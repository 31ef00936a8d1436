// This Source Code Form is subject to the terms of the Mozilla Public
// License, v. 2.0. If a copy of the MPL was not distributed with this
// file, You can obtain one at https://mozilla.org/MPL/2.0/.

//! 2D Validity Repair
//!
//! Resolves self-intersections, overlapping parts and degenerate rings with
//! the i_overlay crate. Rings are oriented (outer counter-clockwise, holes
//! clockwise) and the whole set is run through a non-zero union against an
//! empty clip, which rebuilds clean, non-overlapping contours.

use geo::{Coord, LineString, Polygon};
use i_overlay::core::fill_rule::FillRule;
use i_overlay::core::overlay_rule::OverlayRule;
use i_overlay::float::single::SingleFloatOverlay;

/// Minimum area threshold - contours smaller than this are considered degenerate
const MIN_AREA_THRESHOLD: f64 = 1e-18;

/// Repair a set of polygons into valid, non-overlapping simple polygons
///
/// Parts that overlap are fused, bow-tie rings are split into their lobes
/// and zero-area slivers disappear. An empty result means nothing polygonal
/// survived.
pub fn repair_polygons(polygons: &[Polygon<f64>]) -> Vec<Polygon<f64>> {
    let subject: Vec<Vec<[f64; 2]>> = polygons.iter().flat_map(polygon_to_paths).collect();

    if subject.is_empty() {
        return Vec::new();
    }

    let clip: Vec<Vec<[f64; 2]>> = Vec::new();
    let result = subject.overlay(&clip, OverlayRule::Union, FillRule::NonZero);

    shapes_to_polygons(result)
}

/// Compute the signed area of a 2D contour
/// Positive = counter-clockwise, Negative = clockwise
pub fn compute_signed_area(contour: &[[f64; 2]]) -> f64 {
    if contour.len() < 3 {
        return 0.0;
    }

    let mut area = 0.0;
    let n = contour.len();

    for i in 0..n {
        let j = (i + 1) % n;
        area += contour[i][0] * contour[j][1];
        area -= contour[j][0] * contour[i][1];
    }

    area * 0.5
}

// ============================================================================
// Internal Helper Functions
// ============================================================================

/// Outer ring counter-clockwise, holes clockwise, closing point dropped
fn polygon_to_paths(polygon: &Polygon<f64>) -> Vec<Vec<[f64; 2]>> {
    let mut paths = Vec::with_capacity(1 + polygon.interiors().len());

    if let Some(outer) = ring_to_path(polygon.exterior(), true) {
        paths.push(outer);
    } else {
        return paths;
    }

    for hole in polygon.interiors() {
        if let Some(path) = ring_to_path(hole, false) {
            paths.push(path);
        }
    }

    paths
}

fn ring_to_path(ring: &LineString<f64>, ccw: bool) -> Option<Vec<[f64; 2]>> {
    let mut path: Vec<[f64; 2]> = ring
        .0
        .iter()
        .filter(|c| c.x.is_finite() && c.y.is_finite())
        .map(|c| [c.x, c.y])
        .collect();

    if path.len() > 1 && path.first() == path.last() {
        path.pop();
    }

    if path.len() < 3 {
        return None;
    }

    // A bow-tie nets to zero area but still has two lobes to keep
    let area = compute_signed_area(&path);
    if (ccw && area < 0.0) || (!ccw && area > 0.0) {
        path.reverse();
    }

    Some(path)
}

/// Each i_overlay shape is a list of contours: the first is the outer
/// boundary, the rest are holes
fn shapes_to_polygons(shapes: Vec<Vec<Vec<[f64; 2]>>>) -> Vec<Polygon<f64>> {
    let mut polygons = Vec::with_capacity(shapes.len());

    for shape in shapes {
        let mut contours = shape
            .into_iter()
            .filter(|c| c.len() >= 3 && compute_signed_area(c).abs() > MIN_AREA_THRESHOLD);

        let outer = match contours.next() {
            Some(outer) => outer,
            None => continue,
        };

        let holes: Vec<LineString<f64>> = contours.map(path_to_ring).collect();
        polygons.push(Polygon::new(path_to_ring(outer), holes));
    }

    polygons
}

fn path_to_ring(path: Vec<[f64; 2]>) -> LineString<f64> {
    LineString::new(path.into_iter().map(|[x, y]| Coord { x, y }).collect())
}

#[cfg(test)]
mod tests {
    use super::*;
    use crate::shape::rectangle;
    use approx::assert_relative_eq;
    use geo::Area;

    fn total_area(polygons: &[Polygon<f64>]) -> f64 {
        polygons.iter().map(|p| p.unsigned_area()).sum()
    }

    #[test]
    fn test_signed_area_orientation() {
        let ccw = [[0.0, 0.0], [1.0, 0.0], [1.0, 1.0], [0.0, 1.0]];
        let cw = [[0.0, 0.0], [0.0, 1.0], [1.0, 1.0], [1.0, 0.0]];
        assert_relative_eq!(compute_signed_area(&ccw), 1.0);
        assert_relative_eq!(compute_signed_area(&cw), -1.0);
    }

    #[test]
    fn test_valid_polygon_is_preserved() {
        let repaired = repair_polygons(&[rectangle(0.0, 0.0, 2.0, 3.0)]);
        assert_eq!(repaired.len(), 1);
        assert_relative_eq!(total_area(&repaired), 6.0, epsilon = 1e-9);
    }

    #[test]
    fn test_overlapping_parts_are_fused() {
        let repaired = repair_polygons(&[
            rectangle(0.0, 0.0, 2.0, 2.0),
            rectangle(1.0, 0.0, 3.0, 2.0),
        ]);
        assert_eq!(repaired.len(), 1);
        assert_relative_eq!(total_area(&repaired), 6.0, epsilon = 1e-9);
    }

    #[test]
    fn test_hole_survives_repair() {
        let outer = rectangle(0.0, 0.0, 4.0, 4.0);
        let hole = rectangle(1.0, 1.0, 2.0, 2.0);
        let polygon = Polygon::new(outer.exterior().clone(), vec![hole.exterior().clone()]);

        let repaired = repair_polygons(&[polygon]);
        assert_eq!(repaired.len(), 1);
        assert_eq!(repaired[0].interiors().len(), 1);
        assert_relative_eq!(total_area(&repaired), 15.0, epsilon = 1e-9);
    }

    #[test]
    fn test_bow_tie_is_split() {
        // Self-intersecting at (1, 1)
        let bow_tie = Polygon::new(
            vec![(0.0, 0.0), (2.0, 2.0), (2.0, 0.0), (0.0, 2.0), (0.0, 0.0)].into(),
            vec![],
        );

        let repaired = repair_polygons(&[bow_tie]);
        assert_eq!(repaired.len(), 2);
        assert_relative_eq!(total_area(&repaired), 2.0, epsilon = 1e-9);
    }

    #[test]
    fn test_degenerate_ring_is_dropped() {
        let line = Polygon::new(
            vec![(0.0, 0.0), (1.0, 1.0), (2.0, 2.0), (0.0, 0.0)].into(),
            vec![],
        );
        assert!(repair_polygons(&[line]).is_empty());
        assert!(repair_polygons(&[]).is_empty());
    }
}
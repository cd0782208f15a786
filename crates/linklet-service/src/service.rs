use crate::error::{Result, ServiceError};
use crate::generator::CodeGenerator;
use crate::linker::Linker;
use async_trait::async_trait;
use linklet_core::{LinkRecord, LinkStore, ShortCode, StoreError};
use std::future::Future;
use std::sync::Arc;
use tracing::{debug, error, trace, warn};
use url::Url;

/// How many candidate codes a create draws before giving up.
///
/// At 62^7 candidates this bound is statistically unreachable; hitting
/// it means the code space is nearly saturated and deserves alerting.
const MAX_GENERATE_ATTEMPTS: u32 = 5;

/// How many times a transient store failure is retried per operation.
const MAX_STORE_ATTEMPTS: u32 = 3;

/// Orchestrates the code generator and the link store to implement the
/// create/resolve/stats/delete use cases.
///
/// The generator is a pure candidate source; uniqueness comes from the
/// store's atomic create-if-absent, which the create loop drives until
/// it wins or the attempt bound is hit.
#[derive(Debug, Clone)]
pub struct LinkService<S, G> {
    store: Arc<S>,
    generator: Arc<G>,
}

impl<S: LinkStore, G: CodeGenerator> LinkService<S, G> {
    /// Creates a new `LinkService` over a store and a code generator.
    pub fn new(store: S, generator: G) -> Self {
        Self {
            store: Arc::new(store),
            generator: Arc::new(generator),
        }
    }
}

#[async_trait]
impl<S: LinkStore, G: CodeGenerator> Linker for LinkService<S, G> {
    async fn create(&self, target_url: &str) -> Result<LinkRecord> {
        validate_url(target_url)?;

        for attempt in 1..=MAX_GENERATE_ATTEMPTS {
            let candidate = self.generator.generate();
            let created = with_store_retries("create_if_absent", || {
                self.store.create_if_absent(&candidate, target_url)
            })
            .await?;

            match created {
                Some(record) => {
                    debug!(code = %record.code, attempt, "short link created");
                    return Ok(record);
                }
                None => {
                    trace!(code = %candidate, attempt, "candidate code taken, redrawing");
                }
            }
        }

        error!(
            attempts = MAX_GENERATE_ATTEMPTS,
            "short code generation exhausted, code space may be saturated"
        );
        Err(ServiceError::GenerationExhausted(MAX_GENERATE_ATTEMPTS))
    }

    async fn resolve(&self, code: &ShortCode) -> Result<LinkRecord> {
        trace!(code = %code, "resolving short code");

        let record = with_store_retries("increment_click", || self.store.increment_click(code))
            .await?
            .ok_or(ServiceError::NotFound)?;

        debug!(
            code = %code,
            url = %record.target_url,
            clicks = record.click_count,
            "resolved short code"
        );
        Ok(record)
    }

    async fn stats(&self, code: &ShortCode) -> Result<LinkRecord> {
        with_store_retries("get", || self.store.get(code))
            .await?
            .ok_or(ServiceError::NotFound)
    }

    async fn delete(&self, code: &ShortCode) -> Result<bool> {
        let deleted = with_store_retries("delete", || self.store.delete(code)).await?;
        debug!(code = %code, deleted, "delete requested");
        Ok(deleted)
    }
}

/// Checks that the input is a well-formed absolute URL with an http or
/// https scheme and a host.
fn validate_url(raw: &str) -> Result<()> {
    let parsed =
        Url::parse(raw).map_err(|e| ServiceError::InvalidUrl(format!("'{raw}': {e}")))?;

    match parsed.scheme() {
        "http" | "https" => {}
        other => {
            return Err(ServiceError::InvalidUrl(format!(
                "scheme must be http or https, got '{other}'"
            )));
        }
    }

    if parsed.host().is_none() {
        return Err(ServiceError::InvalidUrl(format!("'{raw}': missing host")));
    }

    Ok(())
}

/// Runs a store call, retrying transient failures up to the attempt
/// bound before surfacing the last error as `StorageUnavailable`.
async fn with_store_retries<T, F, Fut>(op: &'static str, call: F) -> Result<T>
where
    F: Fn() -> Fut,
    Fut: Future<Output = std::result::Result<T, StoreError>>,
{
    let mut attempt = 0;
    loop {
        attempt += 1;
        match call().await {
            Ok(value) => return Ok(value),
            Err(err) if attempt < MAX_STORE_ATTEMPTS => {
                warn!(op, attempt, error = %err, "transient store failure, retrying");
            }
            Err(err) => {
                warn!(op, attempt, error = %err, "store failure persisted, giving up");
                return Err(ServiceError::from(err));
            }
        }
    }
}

## DESCRIPTION OF THE TASK
Write out exactly the lines above from the line with "let subject: Vec<Vec<[f64;" through the line with "Internal Helper Functions", both of them included, and leave out all other lines.

## SOLUTION TO THIS PROBLEM
    let subject: Vec<Vec<[f64; 2]>> = polygons.iter().flat_map(polygon_to_paths).collect();

    if subject.is_empty() {
        return Vec::new();
    }

    let clip: Vec<Vec<[f64; 2]>> = Vec::new();
    let result = subject.overlay(&clip, OverlayRule::Union, FillRule::NonZero);

    shapes_to_polygons(result)
}

/// Compute the signed area of a 2D contour
/// Positive = counter-clockwise, Negative = clockwise
pub fn compute_signed_area(contour: &[[f64; 2]]) -> f64 {
    if contour.len() < 3 {
        return 0.0;
    }

    let mut area = 0.0;
    let n = contour.len();

    for i in 0..n {
        let j = (i + 1) % n;
        area += contour[i][0] * contour[j][1];
        area -= contour[j][0] * contour[i][1];
    }

    area * 0.5
}

// ============================================================================
// Internal Helper Functions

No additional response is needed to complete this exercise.